Тогда же сблизился Лермонтов с Краевским. По словам Панаева, Лермонтов в это время (и в последующие годы своего пребывания в Петербурге) часто бывал у Краевского по утрам, привозя ему свои новые стихотворения. Он с шумом вбегал в его кабинет, заставленный фантастическими столами, полками и полочками, на которых были аккуратно расставлены и разложены книги, журналы и газеты, подходил к столу, за которым глубокомысленно погруженный в корректуры сидел редактор, разбрасывал эти корректуры и бумаги по полу и производил страшную кутерьму на столе и в комнате. Однажды он даже опрокинул ученого редактора со стула и заставил его барахтаться на полу в корректурах. Краевскому, при его всегдашней солидности, при его наклонности к порядку и аккуратности, такие шуточки и школьничьи выходки не должны были нравиться; но он поневоле переносил это от великого таланта, с которым был на «ты», и, полуморщась, полуулыбаясь, говорил:
— Ну, полно, полно… перестань, братец, перестань…

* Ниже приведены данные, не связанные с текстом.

//! The streaming epoch controller.
//!
//! [`TrainStream`] consumes one epoch of records at a time and decides, at
//! each epoch boundary, whether the source should replay the training set or
//! stop. The first pass never trains: it unions field names and remembers the
//! first datum, then freezes both into a [`ShapeDescriptor`] and initializes
//! the model. Every later pass trains record by record and reports average
//! error at the boundary.
//!
//! ```text
//! Collecting --end_epoch--> Training --end_epoch--> Done
//!  (union field names,        |   ^                  (terminal; final
//!   remember first datum)     +---+                   stats returned once)
//!                        Continue while
//!               epoch < iterations && error > thresh
//! ```
//!
//! The continue/stop decision is the [`EpochOutcome`] returned from
//! [`TrainStream::end_epoch`]; there are no hidden callbacks driving the
//! loop. Back pressure is call-return: [`TrainStream::write`] returning is
//! the signal that the source may push the next record.

use std::fmt;

use serde::{Deserialize, Serialize};
use tracing::{debug, info, warn};

use crate::config::{LogMode, TrainStreamConfig};
use crate::error::{Result, TrainStreamError};
use crate::record::{Datum, FieldSet, Fields};
use crate::shape::{FieldLayout, FieldLookup, ShapeDescriptor};
use crate::Model;

/// Lifecycle phase of a training stream.
#[derive(Debug, Clone, Copy, PartialEq, Eq, Serialize, Deserialize)]
#[serde(rename_all = "lowercase")]
pub enum StreamPhase {
    /// First pass over the stream: collecting field names, no training.
    Collecting,
    /// Shape determined; epochs train and count toward the iteration budget.
    Training,
    /// Terminal: final stats were returned, no further records accepted.
    Done,
}

impl StreamPhase {
    /// Short lowercase name for logs.
    #[must_use]
    pub fn name(&self) -> &'static str {
        match self {
            Self::Collecting => "collecting",
            Self::Training => "training",
            Self::Done => "done",
        }
    }

    /// Whether the stream accepts no further records.
    #[must_use]
    pub fn is_terminal(&self) -> bool {
        matches!(self, Self::Done)
    }
}

impl fmt::Display for StreamPhase {
    fn fmt(&self, f: &mut fmt::Formatter<'_>) -> fmt::Result {
        f.write_str(self.name())
    }
}

/// Average error and epoch index reported at an epoch boundary.
///
/// In [`EpochOutcome::Continue`] and in progress callbacks, `iterations` is
/// the zero-based index of the epoch that just finished. In
/// [`EpochOutcome::Done`] it is the total number of trained epochs.
#[derive(Debug, Clone, Copy, PartialEq, Serialize, Deserialize)]
pub struct EpochStats {
    /// Average error of the finished epoch (`sum / size`).
    pub error: f64,
    /// Epoch index (see type-level docs for the convention).
    pub iterations: usize,
}

impl fmt::Display for EpochStats {
    fn fmt(&self, f: &mut fmt::Formatter<'_>) -> fmt::Result {
        write!(
            f,
            "iterations: {}, training error: {}",
            self.iterations, self.error
        )
    }
}

/// Decision returned at each epoch boundary.
#[derive(Debug, Clone, Copy, PartialEq)]
pub enum EpochOutcome {
    /// First pass complete: shape inferred and the model initialized. The
    /// source should replay the training set for the first real epoch. This
    /// boundary carries no stats and does not count toward the iteration
    /// budget.
    ShapeDetermined,
    /// Error is still above threshold and the iteration budget allows
    /// another epoch: the source should replay the training set.
    Continue(EpochStats),
    /// Stopping condition met; final stats. The stream accepts nothing more.
    Done(EpochStats),
}

impl EpochOutcome {
    /// Whether the source should stream another epoch.
    #[must_use]
    pub fn wants_more(&self) -> bool {
        !matches!(self, Self::Done(_))
    }

    /// Stats attached to this boundary, if the finished epoch trained.
    #[must_use]
    pub fn stats(&self) -> Option<EpochStats> {
        match self {
            Self::ShapeDetermined => None,
            Self::Continue(stats) | Self::Done(stats) => Some(*stats),
        }
    }
}

enum LogSink {
    Off,
    Tracing,
    Custom(Box<dyn FnMut(&str) + Send>),
}

type ProgressFn = Box<dyn FnMut(&EpochStats) + Send>;

/// Streaming epoch controller for one training run.
///
/// Owns the model exclusively for the duration of the run; recover it with
/// [`TrainStream::into_model`] once training is done. A stream is bound to
/// one model and one configuration and is not reused across runs.
pub struct TrainStream<M: Model> {
    model: M,
    config: TrainStreamConfig,
    phase: StreamPhase,

    // First-pass collection.
    input_fields: FieldSet,
    output_fields: FieldSet,
    first_datum: Option<Datum>,
    size: usize,

    // Per-epoch bookkeeping after shape determination.
    shape: Option<ShapeDescriptor>,
    epoch: usize,
    sum: f64,
    count: usize,
    last_error: Option<f64>,

    log_sink: LogSink,
    progress: Option<ProgressFn>,
}

impl<M: Model> TrainStream<M> {
    /// Create a stream bound to one model instance and one configuration.
    ///
    /// Fails with [`TrainStreamError::InvalidConfig`] when the configuration
    /// does not validate. No training happens until records arrive.
    pub fn new(model: M, config: TrainStreamConfig) -> Result<Self> {
        config.validate()?;
        let log_sink = match config.log {
            LogMode::Off => LogSink::Off,
            LogMode::Tracing => LogSink::Tracing,
        };
        Ok(Self {
            model,
            config,
            phase: StreamPhase::Collecting,
            input_fields: FieldSet::new(),
            output_fields: FieldSet::new(),
            first_datum: None,
            size: 0,
            shape: None,
            epoch: 0,
            sum: 0.0,
            count: 0,
            last_error: None,
            log_sink,
            progress: None,
        })
    }

    /// Attach a custom log sink, overriding the configured log mode.
    ///
    /// The sink receives the formatted log line on the `log_period` cadence.
    #[must_use]
    pub fn with_log_sink<F>(mut self, sink: F) -> Self
    where
        F: FnMut(&str) + Send + 'static,
    {
        self.log_sink = LogSink::Custom(Box::new(sink));
        self
    }

    /// Attach a progress callback, invoked with the epoch's stats every
    /// `callback_period` epochs.
    #[must_use]
    pub fn on_progress<F>(mut self, callback: F) -> Self
    where
        F: FnMut(&EpochStats) + Send + 'static,
    {
        self.progress = Some(Box::new(callback));
        self
    }

    /// Feed one record of the current epoch.
    ///
    /// Before shape determination this only unions field names and remembers
    /// the first datum; afterwards it formats the record, runs one training
    /// step, and accumulates the returned error. Returning is the readiness
    /// signal of the backpressure protocol: the record has been fully
    /// processed and the source may push the next one.
    pub fn write(&mut self, datum: &Datum) -> Result<()> {
        if self.phase.is_terminal() {
            return Err(TrainStreamError::StreamFinished);
        }
        if let Some(shape) = &self.shape {
            let pair = self.model.format_data(datum, shape)?;
            let error = self.model.train_pattern(&pair.input, &pair.output)?;
            self.sum += error;
            self.count += 1;
        } else {
            self.size += 1;
            self.input_fields.union(&datum.input);
            self.output_fields.union(&datum.output);
            if self.first_datum.is_none() {
                self.first_datum = Some(datum.clone());
            }
        }
        Ok(())
    }

    /// Signal the end-of-epoch marker.
    ///
    /// On the first call this freezes the unioned field names into the shape
    /// descriptor, initializes the model, and returns
    /// [`EpochOutcome::ShapeDetermined`] without touching the error
    /// bookkeeping. Later calls report the finished epoch and decide whether
    /// the source should replay the training set.
    pub fn end_epoch(&mut self) -> Result<EpochOutcome> {
        if self.phase.is_terminal() {
            return Err(TrainStreamError::StreamFinished);
        }
        if self.shape.is_none() {
            self.determine_shape()?;
            return Ok(EpochOutcome::ShapeDetermined);
        }
        Ok(self.finish_epoch())
    }

    /// Stream one epoch of records, then signal end-of-epoch.
    pub fn write_all<'a, I>(&mut self, data: I) -> Result<EpochOutcome>
    where
        I: IntoIterator<Item = &'a Datum>,
    {
        for datum in data {
            self.write(datum)?;
        }
        self.end_epoch()
    }

    /// Flood the stream with `data` once per requested epoch until training
    /// stops, returning the final stats.
    ///
    /// Equivalent to a source that replays the training set on every
    /// continue signal.
    pub fn train(&mut self, data: &[Datum]) -> Result<EpochStats> {
        loop {
            match self.write_all(data)? {
                EpochOutcome::ShapeDetermined | EpochOutcome::Continue(_) => {}
                EpochOutcome::Done(stats) => return Ok(stats),
            }
        }
    }

    /// Lifecycle phase of the stream.
    #[must_use]
    pub fn phase(&self) -> StreamPhase {
        self.phase
    }

    /// Zero-based index of the current post-shape epoch. The shape-inference
    /// pass does not count toward this index.
    #[must_use]
    pub fn epoch(&self) -> usize {
        self.epoch
    }

    /// Shape inferred from the first epoch, once determined.
    #[must_use]
    pub fn shape(&self) -> Option<&ShapeDescriptor> {
        self.shape.as_ref()
    }

    /// Record count every epoch is expected to deliver (the first epoch's
    /// count), once the shape has been determined.
    #[must_use]
    pub fn expected_epoch_size(&self) -> Option<usize> {
        if self.shape.is_some() {
            Some(self.size)
        } else {
            None
        }
    }

    /// Average error of the most recently finished epoch.
    #[must_use]
    pub fn last_error(&self) -> Option<f64> {
        self.last_error
    }

    /// The configuration this stream runs with.
    #[must_use]
    pub fn config(&self) -> &TrainStreamConfig {
        &self.config
    }

    /// The wrapped model.
    #[must_use]
    pub fn model(&self) -> &M {
        &self.model
    }

    /// Consume the stream, returning the trained model.
    #[must_use]
    pub fn into_model(self) -> M {
        self.model
    }

    /// Freeze the first epoch's observations into the shape descriptor and
    /// initialize the model with it.
    fn determine_shape(&mut self) -> Result<()> {
        let Some(first) = self.first_datum.take() else {
            return Err(TrainStreamError::EmptyFirstEpoch);
        };

        // The first datum fixes each side's layout; named sides take the
        // unioned lookup, positional sides the observed vector length.
        let input = match &first.input {
            Fields::Named(_) => FieldLayout::Named(FieldLookup::from(&self.input_fields)),
            Fields::Positional(values) => FieldLayout::Positional { size: values.len() },
        };
        let output = match &first.output {
            Fields::Named(_) => FieldLayout::Named(FieldLookup::from(&self.output_fields)),
            Fields::Positional(values) => FieldLayout::Positional { size: values.len() },
        };

        // Probe the first datum through the model's formatter: the vectors
        // it emits carry the concrete lengths this stream will deliver,
        // which differ from the layout sizes when the formatter is
        // overridden. Those lengths size the model.
        let layout_shape = ShapeDescriptor::new(
            input.clone(),
            output.clone(),
            self.config.hidden_layers.clone(),
        );
        let probe = self.model.format_data(&first, &layout_shape)?;
        let shape = ShapeDescriptor::with_sizes(
            input,
            output,
            probe.input.len(),
            probe.output.len(),
            self.config.hidden_layers.clone(),
        );
        debug!(
            layer_sizes = ?shape.layer_sizes(),
            expected_epoch_size = self.size,
            "shape determined"
        );
        self.model.initialize(&shape)?;

        self.shape = Some(shape);
        self.phase = StreamPhase::Training;
        self.sum = 0.0;
        self.count = 0;
        Ok(())
    }

    /// Close out one trained epoch: report on cadence, reset the
    /// accumulator, and decide continue versus stop.
    fn finish_epoch(&mut self) -> EpochOutcome {
        if self.count != self.size {
            warn!(
                expected = self.size,
                actual = self.count,
                "epoch delivered a different record count than the first epoch"
            );
        }

        // Average over the expected size, not the actual count.
        let error = self.sum / self.size as f64;
        let stats = EpochStats {
            error,
            iterations: self.epoch,
        };

        if self.epoch % self.config.log_period == 0 {
            self.emit_log(&stats);
        }
        if self.epoch % self.config.callback_period == 0 {
            if let Some(callback) = self.progress.as_mut() {
                callback(&stats);
            }
        }

        self.sum = 0.0;
        self.count = 0;
        self.epoch += 1;
        self.last_error = Some(error);

        if self.epoch < self.config.iterations && error > self.config.error_thresh {
            EpochOutcome::Continue(stats)
        } else {
            self.phase = StreamPhase::Done;
            EpochOutcome::Done(EpochStats {
                error,
                iterations: self.epoch,
            })
        }
    }

    fn emit_log(&mut self, stats: &EpochStats) {
        match &mut self.log_sink {
            LogSink::Off => {}
            LogSink::Tracing => info!("{}", stats),
            LogSink::Custom(sink) => sink(&stats.to_string()),
        }
    }
}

Когда Краевский приходил в себя, поправлял свои волосы и отряхивал свои одежды, поэт пускался в рассказы о своих светских похождениях, прочитывал свои новые стихи и уезжал. Посещения его были очень непродолжительны…
Раз утром Лермонтов приехал к Краевскому и привез ему свое стихотворение: «Есть речи — значенье…», прочел его и спросил:
— Ну, что, годится?..
— Еще бы! Дивная вещь, — отвечал Краевский, — превосходно; но тут есть в одном стихе маленький грамматический промах, неправильность…
— Что такое? — спросил с беспокойством Лермонтов.
Из пламя и света
Рожденное слово…
— Это неправильно, не так, — возразил Краевский, — по-настоящему, по грамматике надо сказать: из пламени и света.
— Да если этот пламень не укладывается в стих? Это вздор, ничего, — ведь поэты позволяют себе разные поэтические вольности — и у Пушкина их много… Однако… (Лермонтов на минуту задумался)… дай-ка я попробую переделать этот стих.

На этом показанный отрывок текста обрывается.